Si, certo è il passo fondamentale per iniziare qualsiasi progetto. Per me è importante capire come l’azienda si è ritrovata ad essere quello che è, se sia un caso oppure ci sia l’intenzionalità del fondatore. E questo cambia il mio approccio al progetto.
E quando il progetto si spinge in avanti, quanto entri nel merito del processo produttivo?
Il progetto è sempre un dialogo, spesso presento delle idee che o sono azzeccate da subito oppure vanno modificate e sistemate in base a delle cose legate alle tecniche che magari mi sono sfuggite. O magari i tecnici danno delle indicazioni e poi io rispondo e loro magari scoprono delle cose nuove.È un dialogo benefico sia per me che per l’ufficio tecnico.
Cosa fai per rendere i tuoi progetti sostenibili?
Questo ovviamente è un tema vitale e io cerco di seguirlo nel mio piccolo ma devo dire che un mobile se non è usa e getta è già sostenibile perché è destinato a durare. Sia per la qualità, sia perché l’utente si affeziona. La sostenibilità è un tema che riguarda anche molto le aziende e i materiali che usano e le aziende si stanno trasformando in questo senso perché è inevitabile sia a livello etico che normativo, sia per il rispetto morale dell’ambiente sia per l’obbligo politico.
È interessante il discorso del cliente che si affeziona all’oggetto. Quindi disegnare pensando alla relazione che si instaura tra il cliente e l’oggetto è un modo per interpretare la sostenibilità?

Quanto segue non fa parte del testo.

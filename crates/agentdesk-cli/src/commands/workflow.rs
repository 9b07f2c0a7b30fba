//! `agentdesk workflow` — Validate, register and run graph workflows.

use agentdesk_core::graph::{GraphTemplate, RegisterWorkflow};
use agentdesk_core::state::AppState;

use super::print_json;

/// Check that a workflow file parses as a graph.
pub async fn validate(file: &str) -> Result<(), String> {
    let content = tokio::fs::read_to_string(file)
        .await
        .map_err(|e| format!("Failed to read '{}': {}", file, e))?;

    let template = GraphTemplate::from_yaml(&content).map_err(|e| match e.location() {
        Some(at) => format!(
            "Invalid workflow at line {}, column {}: {}",
            at.line(),
            at.column(),
            e
        ),
        None => format!("Invalid workflow: {}", e),
    })?;

    println!("✅ {} is valid ({} node(s))", file, template.node_count());
    Ok(())
}

/// Copy a workflow file into the model directory.
pub async fn register(
    state: &AppState,
    file: &str,
    name: Option<&str>,
    directory: Option<&str>,
    overwrite: bool,
) -> Result<(), String> {
    let content = tokio::fs::read_to_string(file)
        .await
        .map_err(|e| format!("Failed to read '{}': {}", file, e))?;

    let derived = std::path::Path::new(file)
        .file_stem()
        .map(|s| s.to_string_lossy().to_string())
        .unwrap_or_default();
    let workflow_name = name.unwrap_or(&derived);

    let path = state
        .workflows
        .register(RegisterWorkflow {
            workflow_name,
            yaml_content: &content,
            overwrite,
            directory,
        })
        .await
        .map_err(|e| {
            let details: Vec<String> = e
                .validation_errors()
                .into_iter()
                .map(|d| d.message)
                .collect();
            if details.is_empty() {
                e.to_string()
            } else {
                format!("{}: {}", e, details.join("; "))
            }
        })?;

    println!("✓ Workflow registered: {}", path.display());
    Ok(())
}

/// Execute a workflow through the configured graph engine.
pub async fn run(
    state: &AppState,
    model_name: &str,
    input: &str,
    project: Option<&str>,
) -> Result<(), String> {
    let report = state
        .runner
        .run(model_name, input, project)
        .await
        .map_err(|e| e.to_string())?;

    print_json(&serde_json::to_value(&report).map_err(|e| e.to_string())?);

    if report.has_failures() {
        Err(format!("Workflow '{}' finished with failures", model_name))
    } else {
        Ok(())
    }
}
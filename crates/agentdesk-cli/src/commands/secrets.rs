//! `agentdesk secrets` — Inspect secret resolution (vault, then environment).

use agentdesk_core::state::AppState;

use super::print_json;

/// Show where a secret resolves from, masking the value unless asked.
pub async fn get(
    state: &AppState,
    key: &str,
    project: Option<&str>,
    reveal: bool,
) -> Result<(), String> {
    let value = state
        .secrets
        .get_secret(key, project)
        .await
        .map_err(|e| e.to_string())?;

    let shown = if reveal { value } else { mask(&value) };
    println!("{} = {}", key, shown);
    Ok(())
}

/// List the keys available for a project.
pub async fn list(state: &AppState, project: Option<&str>, reveal: bool) -> Result<(), String> {
    let secrets = state.secrets.get_secrets_for_project(project).await;
    let view: serde_json::Map<String, serde_json::Value> = secrets
        .into_iter()
        .map(|(key, value)| {
            let shown = if reveal { value } else { mask(&value) };
            (key, serde_json::Value::String(shown))
        })
        .collect();

    print_json(&serde_json::json!({
        "vaultEnabled": state.secrets.vault_enabled(),
        "secrets": view,
    }));
    Ok(())
}

pub async fn default_project(state: &AppState) -> Result<(), String> {
    println!("{}", state.secrets.default_project().await);
    Ok(())
}

/// Keep the first four characters, hide the rest.
pub fn mask(value: &str) -> String {
    let visible: String = value.chars().take(4).collect();
    if value.chars().count() <= 4 {
        "****".to_string()
    } else {
        format!("{}****", visible)
    }
}
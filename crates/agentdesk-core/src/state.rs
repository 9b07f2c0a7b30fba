//! Shared application state for the HTTP adapter and the CLI.

use std::sync::Arc;

use crate::config::Settings;
use crate::error::EngineError;
use crate::graph::{GraphEngine, GraphRunner, RemoteGraphEngine, WorkflowStore};
use crate::secrets::SecretsManager;

/// Shared state accessible by all API handlers.
pub struct AppStateInner {
    pub settings: Settings,
    pub secrets: Arc<SecretsManager>,
    pub workflows: Arc<WorkflowStore>,
    pub runner: GraphRunner,
}

pub type AppState = Arc<AppStateInner>;

impl AppStateInner {
    /// Wire everything from settings, talking to the remote graph engine.
    pub fn new(settings: Settings) -> Result<Self, EngineError> {
        let engine = Arc::new(RemoteGraphEngine::new(&settings.engine_url)?);
        Ok(Self::with_engine(settings, engine))
    }

    pub fn with_engine(settings: Settings, engine: Arc<dyn GraphEngine>) -> Self {
        let secrets = Arc::new(SecretsManager::from_config(&settings.secrets));
        Self::with_parts(settings, secrets, engine)
    }

    pub fn with_parts(
        settings: Settings,
        secrets: Arc<SecretsManager>,
        engine: Arc<dyn GraphEngine>,
    ) -> Self {
        let workflows = Arc::new(WorkflowStore::new(&settings.model_base_path));
        let runner = GraphRunner::new(
            workflows.clone(),
            secrets.clone(),
            settings.base_urls.clone(),
            engine,
        );
        Self {
            settings,
            secrets,
            workflows,
            runner,
        }
    }
}
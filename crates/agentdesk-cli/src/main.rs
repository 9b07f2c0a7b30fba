//! agentdesk CLI — requirement-definition chat, secrets and workflow commands.
//!
//! Reuses the same core logic (agentdesk-core) and server bootstrap
//! (agentdesk-server) that back the HTTP API.

use agentdesk_cli::commands;
use clap::{Parser, Subcommand};

/// agentdesk CLI — define jobs by chat, run graph workflows
#[derive(Parser)]
#[command(name = "agentdesk", version, about = "agentdesk CLI — define jobs by chat, run graph workflows")]
pub struct Cli {
    /// Base URL of the agent API (chat and job creation)
    #[arg(long, env = "AGENT_API_BASE")]
    api_base: Option<String>,

    #[command(subcommand)]
    command: Option<Commands>,
}

#[derive(Subcommand)]
enum Commands {
    /// Start the HTTP server
    Server {
        /// Host to bind to (defaults to HOST)
        #[arg(long)]
        host: Option<String>,
        /// Port to listen on (defaults to PORT)
        #[arg(long)]
        port: Option<u16>,
    },

    /// Interactive requirement-definition chat
    Chat {
        /// Resume an existing conversation id
        #[arg(long)]
        conversation_id: Option<String>,
    },

    /// Create a job from a requirement set
    CreateJob {
        /// Conversation the requirements came from
        #[arg(long)]
        conversation_id: String,
        /// Requirements JSON, or @file.json
        #[arg(long)]
        requirements: String,
        /// Submit even when completeness is below the threshold
        #[arg(long)]
        force: bool,
    },

    /// Inspect secret resolution
    Secrets {
        #[command(subcommand)]
        action: SecretsAction,
    },

    /// Manage graph workflows
    Workflow {
        #[command(subcommand)]
        action: WorkflowAction,
    },
}

#[derive(Subcommand)]
enum SecretsAction {
    /// Resolve one secret
    Get {
        /// Secret key (e.g. OPENAI_API_KEY)
        key: String,
        /// Project (defaults to the vault's default project)
        #[arg(long)]
        project: Option<String>,
        /// Print the full value
        #[arg(long)]
        reveal: bool,
    },
    /// List all secrets available for a project
    List {
        #[arg(long)]
        project: Option<String>,
        #[arg(long)]
        reveal: bool,
    },
    /// Print the project used when none is given
    DefaultProject,
}

#[derive(Subcommand)]
enum WorkflowAction {
    /// Check that a workflow file parses
    Validate {
        /// Path to the workflow YAML file
        file: String,
    },
    /// Register a workflow file under the model directory
    Register {
        /// Path to the workflow YAML file
        file: String,
        /// Workflow name (defaults to the file stem)
        #[arg(long)]
        name: Option<String>,
        /// Sub-directory (category) to register into
        #[arg(long)]
        directory: Option<String>,
        /// Replace an existing workflow
        #[arg(long)]
        overwrite: bool,
    },
    /// Run a registered workflow
    Run {
        /// Model name, e.g. "tutorial/hello"
        model_name: String,
        /// User input for the source node
        #[arg(long)]
        input: String,
        /// Secrets project
        #[arg(long)]
        project: Option<String>,
    },
}

#[tokio::main]
async fn main() {
    let cli = Cli::parse();

    // Initialize tracing
    tracing_subscriber::fmt()
        .with_env_filter(
            tracing_subscriber::EnvFilter::try_from_default_env()
                .unwrap_or_else(|_| {
                    "agentdesk_core=warn,agentdesk_server=info,agentdesk_cli=info".into()
                }),
        )
        .init();

    let settings = match commands::load_settings() {
        Ok(settings) => settings,
        Err(e) => {
            eprintln!("Error: {}", e);
            std::process::exit(1);
        }
    };
    let api_base = cli
        .api_base
        .clone()
        .unwrap_or_else(|| settings.agent_api_base.clone());

    let result = if let Some(command) = cli.command {
        match command {
            Commands::Server { host, port } => commands::server::run(settings, host, port).await,

            Commands::Chat { conversation_id } => {
                commands::chat::run(&api_base, conversation_id).await
            }

            Commands::CreateJob {
                conversation_id,
                requirements,
                force,
            } => commands::job::create(&api_base, &conversation_id, &requirements, force).await,

            Commands::Secrets { action } => match commands::init_state(settings) {
                Ok(state) => match action {
                    SecretsAction::Get {
                        key,
                        project,
                        reveal,
                    } => commands::secrets::get(&state, &key, project.as_deref(), reveal).await,
                    SecretsAction::List { project, reveal } => {
                        commands::secrets::list(&state, project.as_deref(), reveal).await
                    }
                    SecretsAction::DefaultProject => {
                        commands::secrets::default_project(&state).await
                    }
                },
                Err(e) => Err(e),
            },

            Commands::Workflow { action } => match action {
                WorkflowAction::Validate { file } => commands::workflow::validate(&file).await,
                WorkflowAction::Register {
                    file,
                    name,
                    directory,
                    overwrite,
                } => match commands::init_state(settings) {
                    Ok(state) => {
                        commands::workflow::register(
                            &state,
                            &file,
                            name.as_deref(),
                            directory.as_deref(),
                            overwrite,
                        )
                        .await
                    }
                    Err(e) => Err(e),
                },
                WorkflowAction::Run {
                    model_name,
                    input,
                    project,
                } => match commands::init_state(settings) {
                    Ok(state) => {
                        commands::workflow::run(&state, &model_name, &input, project.as_deref())
                            .await
                    }
                    Err(e) => Err(e),
                },
            },
        }
    } else {
        // No subcommand — show help
        use clap::CommandFactory;
        Cli::command().print_help().ok();
        println!();
        Ok(())
    };

    if let Err(e) = result {
        eprintln!("Error: {}", e);
        std::process::exit(1);
    }
}
//! Graph execution endpoints.
//!
//! A run that produced a report answers with the report itself: 200 when
//! clean, 500 when any node errored or timed out. A run that failed before
//! the engine reported answers 500 with an `{ error, details }` body.

use axum::{
    extract::{Path, State},
    http::StatusCode,
    response::{IntoResponse, Response},
    routing::post,
    Json, Router,
};
use serde::Deserialize;

use agentdesk_core::error::ServerError;
use agentdesk_core::graph::{RunError, WorkflowError, WorkflowStore};
use agentdesk_core::state::AppState;

pub fn router() -> Router<AppState> {
    Router::new()
        .route("/api/v1/myagent", post(run_legacy))
        .route("/api/v1/myagent/{category}/{model}", post(run_model))
}

#[derive(Debug, Deserialize)]
struct RunRequest {
    user_input: Option<String>,
    model_name: Option<String>,
    project: Option<String>,
}

fn required(value: Option<String>, field: &str) -> Result<String, ServerError> {
    value
        .filter(|v| !v.is_empty())
        .ok_or_else(|| ServerError::BadRequest(format!("{} is required", field)))
}

/// POST /api/v1/myagent/{category}/{model}
async fn run_model(
    State(state): State<AppState>,
    Path((category, model)): Path<(String, String)>,
    Json(body): Json<RunRequest>,
) -> Result<Response, ServerError> {
    let user_input = required(body.user_input, "user_input")?;
    let model_name = WorkflowStore::model_name(&category, &model)
        .map_err(|e| ServerError::BadRequest(e.to_string()))?;

    Ok(execute(&state, &model_name, &user_input, body.project.as_deref()).await)
}

/// POST /api/v1/myagent — legacy form with `model_name` in the body.
async fn run_legacy(
    State(state): State<AppState>,
    Json(body): Json<RunRequest>,
) -> Result<Response, ServerError> {
    let user_input = required(body.user_input, "user_input")?;
    let model_name = required(body.model_name, "model_name")?;

    Ok(execute(&state, &model_name, &user_input, body.project.as_deref()).await)
}

async fn execute(
    state: &AppState,
    model_name: &str,
    user_input: &str,
    project: Option<&str>,
) -> Response {
    match state.runner.run(model_name, user_input, project).await {
        Ok(report) => {
            let status = if report.has_failures() {
                tracing::warn!("[MyAgent] '{}' finished with failures", model_name);
                StatusCode::INTERNAL_SERVER_ERROR
            } else {
                StatusCode::OK
            };
            (status, Json(report)).into_response()
        }
        Err(RunError::Workflow(e @ WorkflowError::InvalidName { .. })) => {
            ServerError::BadRequest(e.to_string()).into_response()
        }
        Err(e) => {
            tracing::error!("[MyAgent] Error executing '{}': {}", model_name, e);
            let kind = if e.is_timeout() {
                "timeout"
            } else {
                "initialization_error"
            };
            (
                StatusCode::INTERNAL_SERVER_ERROR,
                Json(serde_json::json!({
                    "error": "An error occurred while executing the graph.",
                    "details": {
                        "message": e.to_string(),
                        "type": kind,
                        "timestamp": chrono::Utc::now().to_rfc3339(),
                    },
                })),
            )
                .into_response()
        }
    }
}

#[cfg(test)]
pub(crate) mod tests {
    use std::sync::{Arc, Mutex};

    use agentdesk_core::error::EngineError;
    use agentdesk_core::graph::{EngineOutput, GraphDocument, GraphEngine};
    use async_trait::async_trait;
    use axum::http::StatusCode;
    use serde_json::{json, Value};

    use crate::api::test_support::{app, post_json, send, state};

    #[derive(Default)]
    pub(crate) struct StubEngine {
        pub graphs: Mutex<Vec<Value>>,
        pub output: EngineOutput,
        pub timeout: bool,
    }

    #[async_trait]
    impl GraphEngine for StubEngine {
        async fn run(
            &self,
            graph: GraphDocument,
            _input: Value,
        ) -> Result<EngineOutput, EngineError> {
            self.graphs.lock().unwrap().push(graph.to_json());
            if self.timeout {
                return Err(EngineError::Timeout("graph exceeded 300s".to_string()));
            }
            Ok(self.output.clone())
        }
    }

    const FLOW: &str = "nodes:\n  source: {}\n  llm:\n    agent: openAIAgent\n    inputs:\n      prompt: \":source\"\n";

    fn workflow_dir() -> tempfile::TempDir {
        let dir = tempfile::tempdir().unwrap();
        std::fs::create_dir_all(dir.path().join("demo")).unwrap();
        std::fs::write(dir.path().join("demo/flow.yml"), FLOW).unwrap();
        dir
    }

    #[tokio::test]
    async fn test_run_by_category_and_model() {
        let dir = workflow_dir();
        let engine = Arc::new(StubEngine::default());
        let app = app(state(dir.path(), "", engine.clone()));

        let (status, body) = send(
            app,
            post_json("/api/v1/myagent/demo/flow", json!({ "user_input": "hi" })),
        )
        .await;

        assert_eq!(status, StatusCode::OK);
        assert_eq!(body["injections"][0]["node_id"], "llm");
        assert_eq!(body["injections"][0]["status"], "injected");

        let graphs = engine.graphs.lock().unwrap();
        assert_eq!(graphs[0]["nodes"]["llm"]["params"]["apiKey"], "sk-env");
        assert_eq!(graphs[0]["nodes"]["source"]["value"], "hi");
    }

    #[tokio::test]
    async fn test_node_errors_return_500_with_report() {
        let dir = workflow_dir();
        let mut output = EngineOutput::default();
        output.errors.insert("llm".to_string(), json!("rate limited"));
        let engine = Arc::new(StubEngine {
            output,
            ..Default::default()
        });
        let app = app(state(dir.path(), "", engine));

        let (status, body) = send(
            app,
            post_json("/api/v1/myagent/demo/flow", json!({ "user_input": "hi" })),
        )
        .await;
        assert_eq!(status, StatusCode::INTERNAL_SERVER_ERROR);
        assert_eq!(body["errors"]["llm"], "rate limited");
    }

    #[tokio::test]
    async fn test_timeout_details() {
        let dir = workflow_dir();
        let engine = Arc::new(StubEngine {
            timeout: true,
            ..Default::default()
        });
        let app = app(state(dir.path(), "", engine));

        let (status, body) = send(
            app,
            post_json("/api/v1/myagent", json!({ "user_input": "hi", "model_name": "demo/flow" })),
        )
        .await;
        assert_eq!(status, StatusCode::INTERNAL_SERVER_ERROR);
        assert_eq!(body["details"]["type"], "timeout");
        assert!(body["details"]["timestamp"].is_string());
    }

    #[tokio::test]
    async fn test_missing_workflow_is_initialization_error() {
        let dir = workflow_dir();
        let app = app(state(dir.path(), "", Arc::new(StubEngine::default())));

        let (status, body) = send(
            app,
            post_json("/api/v1/myagent/demo/absent", json!({ "user_input": "hi" })),
        )
        .await;
        assert_eq!(status, StatusCode::INTERNAL_SERVER_ERROR);
        assert_eq!(body["details"]["type"], "initialization_error");
    }

    #[tokio::test]
    async fn test_request_validation() {
        let dir = workflow_dir();
        let app = app(state(dir.path(), "", Arc::new(StubEngine::default())));

        let (status, body) = send(
            app.clone(),
            post_json("/api/v1/myagent/demo/flow", json!({})),
        )
        .await;
        assert_eq!(status, StatusCode::BAD_REQUEST);
        assert_eq!(body["error"], "user_input is required");

        let (status, body) = send(
            app.clone(),
            post_json("/api/v1/myagent", json!({ "user_input": "hi" })),
        )
        .await;
        assert_eq!(status, StatusCode::BAD_REQUEST);
        assert_eq!(body["error"], "model_name is required");

        let (status, body) = send(
            app.clone(),
            post_json("/api/v1/myagent/a..b/flow", json!({ "user_input": "hi" })),
        )
        .await;
        assert_eq!(status, StatusCode::BAD_REQUEST);
        assert_eq!(body["error"], "Invalid category parameter");

        let (status, _) = send(
            app,
            post_json("/api/v1/myagent", json!({ "user_input": "hi", "model_name": "../etc" })),
        )
        .await;
        assert_eq!(status, StatusCode::BAD_REQUEST);
    }
}
//! Admin endpoints. Everything except the health probe requires the
//! `X-Admin-Token` header to match the configured admin token.

use axum::{
    body::Bytes,
    extract::{Request, State},
    middleware::{self, Next},
    response::{IntoResponse, Response},
    routing::{get, post},
    Json, Router,
};
use serde::Deserialize;
use serde_json::{json, Value};

use agentdesk_core::error::ServerError;
use agentdesk_core::state::AppState;

pub const ADMIN_TOKEN_HEADER: &str = "x-admin-token";

pub fn router(state: AppState) -> Router<AppState> {
    Router::new()
        .route("/api/v1/admin/reload-secrets", post(reload_secrets))
        .route_layer(middleware::from_fn_with_state(state, require_admin_token))
        .route("/api/v1/admin/health", get(admin_health))
}

async fn require_admin_token(
    State(state): State<AppState>,
    request: Request,
    next: Next,
) -> Response {
    let expected = state.settings.admin_token.as_str();
    let provided = request
        .headers()
        .get(ADMIN_TOKEN_HEADER)
        .and_then(|v| v.to_str().ok());

    if expected.is_empty() || provided != Some(expected) {
        tracing::warn!("[Admin] Rejected request to {}", request.uri().path());
        return ServerError::Forbidden("Invalid admin token".to_string()).into_response();
    }
    next.run(request).await
}

async fn admin_health() -> Json<Value> {
    Json(json!({ "status": "healthy", "service": "agentdesk-admin" }))
}

#[derive(Debug, Default, Deserialize)]
struct ReloadRequest {
    project: Option<String>,
}

/// POST /api/v1/admin/reload-secrets — Drop cached secrets (one project or all).
async fn reload_secrets(
    State(state): State<AppState>,
    body: Bytes,
) -> Result<Json<Value>, ServerError> {
    let request: ReloadRequest = if body.is_empty() {
        ReloadRequest::default()
    } else {
        serde_json::from_slice(&body)
            .map_err(|e| ServerError::BadRequest(format!("Invalid request body: {}", e)))?
    };
    let project = request.project.filter(|p| !p.is_empty());

    state.secrets.clear_cache(project.as_deref());

    let message = match &project {
        Some(project) => format!("Cache cleared for project: {}", project),
        None => "All cache cleared".to_string(),
    };
    Ok(Json(json!({ "success": true, "message": message })))
}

Si, ma questo è un tema che ho sempre inserito nel mio lavoro perché mi pongo come utente dei miei oggetti. E il mio approccio da utente è di scegliere l’oggetto giusto, pensato bene, nel rispetto dell’ambiente. E lo tengo perché fa parte delle nostre vite, ci si abitua a vivere con esso. Quindi questo aspetto relazionale è una cosa evidente. Poi c’è qualcuno che pensa che non bisogna affezionarsi a un oggetto materiale ma io invece credo che l’oggetto sia qualcosa che contribuisca al benessere.
Mi racconti come sono nati alcuni dei tuoi ultimi progetti: Phileas per
e la lampada per ?Phileas è un divano di Ligne Roset, con cui collaboro da dieci anni ed è più classico rispetto a ciò che fa l’azienda, rimanda alle poltrone comode del secolo scorso, ricorda anche un po’ l’estetica dell’Orient Express. Ligne Roset è nata più nell'estetica degli anni ’70 ed è molto vicina alla metodologia progettuale e produttiva italiana. Respiro deve il suo nome alla sua forma: sono come pagine che si aprono e lasciano passare la luce, lasciando un interrogativo su dove si trovi la fonte di luce. Va bene per un contesto privato ma anche per l’ambiente ufficio, grazie anche alle varianti di misura.
Cosa intendi quando dici che Ligne Roset ha un approccio progettuale “all’italiana”?
Curiosità, ricerca, presa dei rischi, talvolta anche dello sbaglio, che è una cosa che va diminuendo perché si sta attenti al budget. E in questo senso Ligne Roset raggiunge questo modo di amare il progetto tipico italiano.